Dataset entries

——————————

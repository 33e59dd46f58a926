use super::domain::{
    Applicant, ApplicantRole, Debts, EvaluationPayload, EvaluationRequest,
    LegacyEvaluationRequest,
};
use super::form::{fields, FormState, TRUE_LITERAL};

/// Payload shape the configured evaluation service expects.
#[derive(Debug, Clone, Copy, PartialEq, Eq, Default)]
pub enum PayloadFormat {
    /// Applicant list, debt breakdown, and applied banks.
    #[default]
    Canonical,
    /// Flat single-applicant shape with aggregate income and debt.
    Legacy,
}

impl PayloadFormat {
    pub fn from_label(value: &str) -> Option<Self> {
        match value.trim().to_ascii_lowercase().as_str() {
            "canonical" => Some(Self::Canonical),
            "legacy" => Some(Self::Legacy),
            _ => None,
        }
    }

    pub const fn label(self) -> &'static str {
        match self {
            PayloadFormat::Canonical => "canonical",
            PayloadFormat::Legacy => "legacy",
        }
    }
}

/// Splits the comma-separated bank list into uppercase tokens.
///
/// Tokens are trimmed, uppercased, and empties dropped, in that order. Input order is
/// kept and duplicates survive.
pub fn split_banks(raw: &str) -> Vec<String> {
    raw.split(',')
        .map(str::trim)
        .map(str::to_uppercase)
        .filter(|token| !token.is_empty())
        .collect()
}

pub fn build_request(form: &FormState) -> EvaluationRequest {
    let mut applicants = vec![Applicant {
        role: ApplicantRole::Primary,
        income: form.decimal(fields::PRIMARY_INCOME),
        employment_status: form.text(fields::PRIMARY_EMPLOYMENT),
    }];

    if form.has_co_applicant() {
        applicants.push(Applicant {
            role: ApplicantRole::CoApplicant,
            income: form.decimal(fields::CO_APPLICANT_INCOME),
            employment_status: form.text(fields::CO_APPLICANT_EMPLOYMENT),
        });
    }

    EvaluationRequest {
        customer_id: form.text(fields::CUSTOMER_ID),
        loan_type_requested: form.text(fields::LOAN_TYPE),
        requested_loan_amount: form.decimal(fields::REQUESTED_LOAN),
        property_value: form.decimal(fields::PROPERTY_VALUE),
        equity: form.decimal(fields::EQUITY),
        equity_source: form.text(fields::EQUITY_SOURCE),
        debts: Debts {
            student_loan: form.decimal(fields::STUDENT_LOAN),
            consumer_loan: form.decimal(fields::CONSUMER_LOAN),
            credit_card_limit: form.decimal(fields::CREDIT_CARD_LIMIT),
            car_loan: form.decimal(fields::CAR_LOAN),
        },
        banks_applied: split_banks(&form.text(fields::BANKS_APPLIED)),
        applicants,
        children_under_18: form.integer(fields::CHILDREN_UNDER_18),
    }
}

pub fn build_legacy_request(form: &FormState) -> LegacyEvaluationRequest {
    LegacyEvaluationRequest {
        customer_id: form.text(fields::CUSTOMER_ID),
        loan_type_requested: form.text(fields::LOAN_TYPE),
        income: form.decimal(fields::INCOME),
        total_debt: form.decimal(fields::TOTAL_DEBT),
        requested_loan_amount: form.decimal(fields::REQUESTED_LOAN),
        property_value: form.decimal(fields::PROPERTY_VALUE),
        household_size: form.integer(fields::HOUSEHOLD_SIZE),
        expenses: form.decimal(fields::EXPENSES),
        monthly_income: form.integer(fields::MONTHLY_INCOME),
        negative_credit_mark: form.flag(fields::CREDIT_REMARK, TRUE_LITERAL),
    }
}

pub fn build_payload(form: &FormState, format: PayloadFormat) -> EvaluationPayload {
    match format {
        PayloadFormat::Canonical => EvaluationPayload::Canonical(build_request(form)),
        PayloadFormat::Legacy => EvaluationPayload::Legacy(build_legacy_request(form)),
    }
}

——————————

EXERCISE PROMPT
Write out each entry again, character for character.

PROBLEM SOLUTION
repository 33e59dd46f58a926
use super::domain::{
    Applicant, ApplicantRole, Debts, EvaluationPayload, EvaluationRequest,
    LegacyEvaluationRequest,
};
use super::form::{fields, FormState, TRUE_LITERAL};

/// Payload shape the configured evaluation service expects.
#[derive(Debug, Clone, Copy, PartialEq, Eq, Default)]
pub enum PayloadFormat {
    /// Applicant list, debt breakdown, and applied banks.
    #[default]
    Canonical,
    /// Flat single-applicant shape with aggregate income and debt.
    Legacy,
}

impl PayloadFormat {
    pub fn from_label(value: &str) -> Option<Self> {
        match value.trim().to_ascii_lowercase().as_str() {
            "canonical" => Some(Self::Canonical),
            "legacy" => Some(Self::Legacy),
            _ => None,
        }
    }

    pub const fn label(self) -> &'static str {
        match self {
            PayloadFormat::Canonical => "canonical",
            PayloadFormat::Legacy => "legacy",
        }
    }
}

/// Splits the comma-separated bank list into uppercase tokens.
///
/// Tokens are trimmed, uppercased, and empties dropped, in that order. Input order is
/// kept and duplicates survive.
pub fn split_banks(raw: &str) -> Vec<String> {
    raw.split(',')
        .map(str::trim)
        .map(str::to_uppercase)
        .filter(|token| !token.is_empty())
        .collect()
}

pub fn build_request(form: &FormState) -> EvaluationRequest {
    let mut applicants = vec![Applicant {
        role: ApplicantRole::Primary,
        income: form.decimal(fields::PRIMARY_INCOME),
        employment_status: form.text(fields::PRIMARY_EMPLOYMENT),
    }];

    if form.has_co_applicant() {
        applicants.push(Applicant {
            role: ApplicantRole::CoApplicant,
            income: form.decimal(fields::CO_APPLICANT_INCOME),
            employment_status: form.text(fields::CO_APPLICANT_EMPLOYMENT),
        });
    }

    EvaluationRequest {
        customer_id: form.text(fields::CUSTOMER_ID),
        loan_type_requested: form.text(fields::LOAN_TYPE),
        requested_loan_amount: form.decimal(fields::REQUESTED_LOAN),
        property_value: form.decimal(fields::PROPERTY_VALUE),
        equity: form.decimal(fields::EQUITY),
        equity_source: form.text(fields::EQUITY_SOURCE),
        debts: Debts {
            student_loan: form.decimal(fields::STUDENT_LOAN),
            consumer_loan: form.decimal(fields::CONSUMER_LOAN),
            credit_card_limit: form.decimal(fields::CREDIT_CARD_LIMIT),
            car_loan: form.decimal(fields::CAR_LOAN),
        },
        banks_applied: split_banks(&form.text(fields::BANKS_APPLIED)),
        applicants,
        children_under_18: form.integer(fields::CHILDREN_UNDER_18),
    }
}

pub fn build_legacy_request(form: &FormState) -> LegacyEvaluationRequest {
    LegacyEvaluationRequest {
        customer_id: form.text(fields::CUSTOMER_ID),
        loan_type_requested: form.text(fields::LOAN_TYPE),
        income: form.decimal(fields::INCOME),
        total_debt: form.decimal(fields::TOTAL_DEBT),
        requested_loan_amount: form.decimal(fields::REQUESTED_LOAN),
        property_value: form.decimal(fields::PROPERTY_VALUE),
        household_size: form.integer(fields::HOUSEHOLD_SIZE),
        expenses: form.decimal(fields::EXPENSES),
        monthly_income: form.integer(fields::MONTHLY_INCOME),
        negative_credit_mark: form.flag(fields::CREDIT_REMARK, TRUE_LITERAL),
    }
}

pub fn build_payload(form: &FormState, format: PayloadFormat) -> EvaluationPayload {
    match format {
        PayloadFormat::Canonical => EvaluationPayload::Canonical(build_request(form)),
        PayloadFormat::Legacy => EvaluationPayload::Legacy(build_legacy_request(form)),
    }
}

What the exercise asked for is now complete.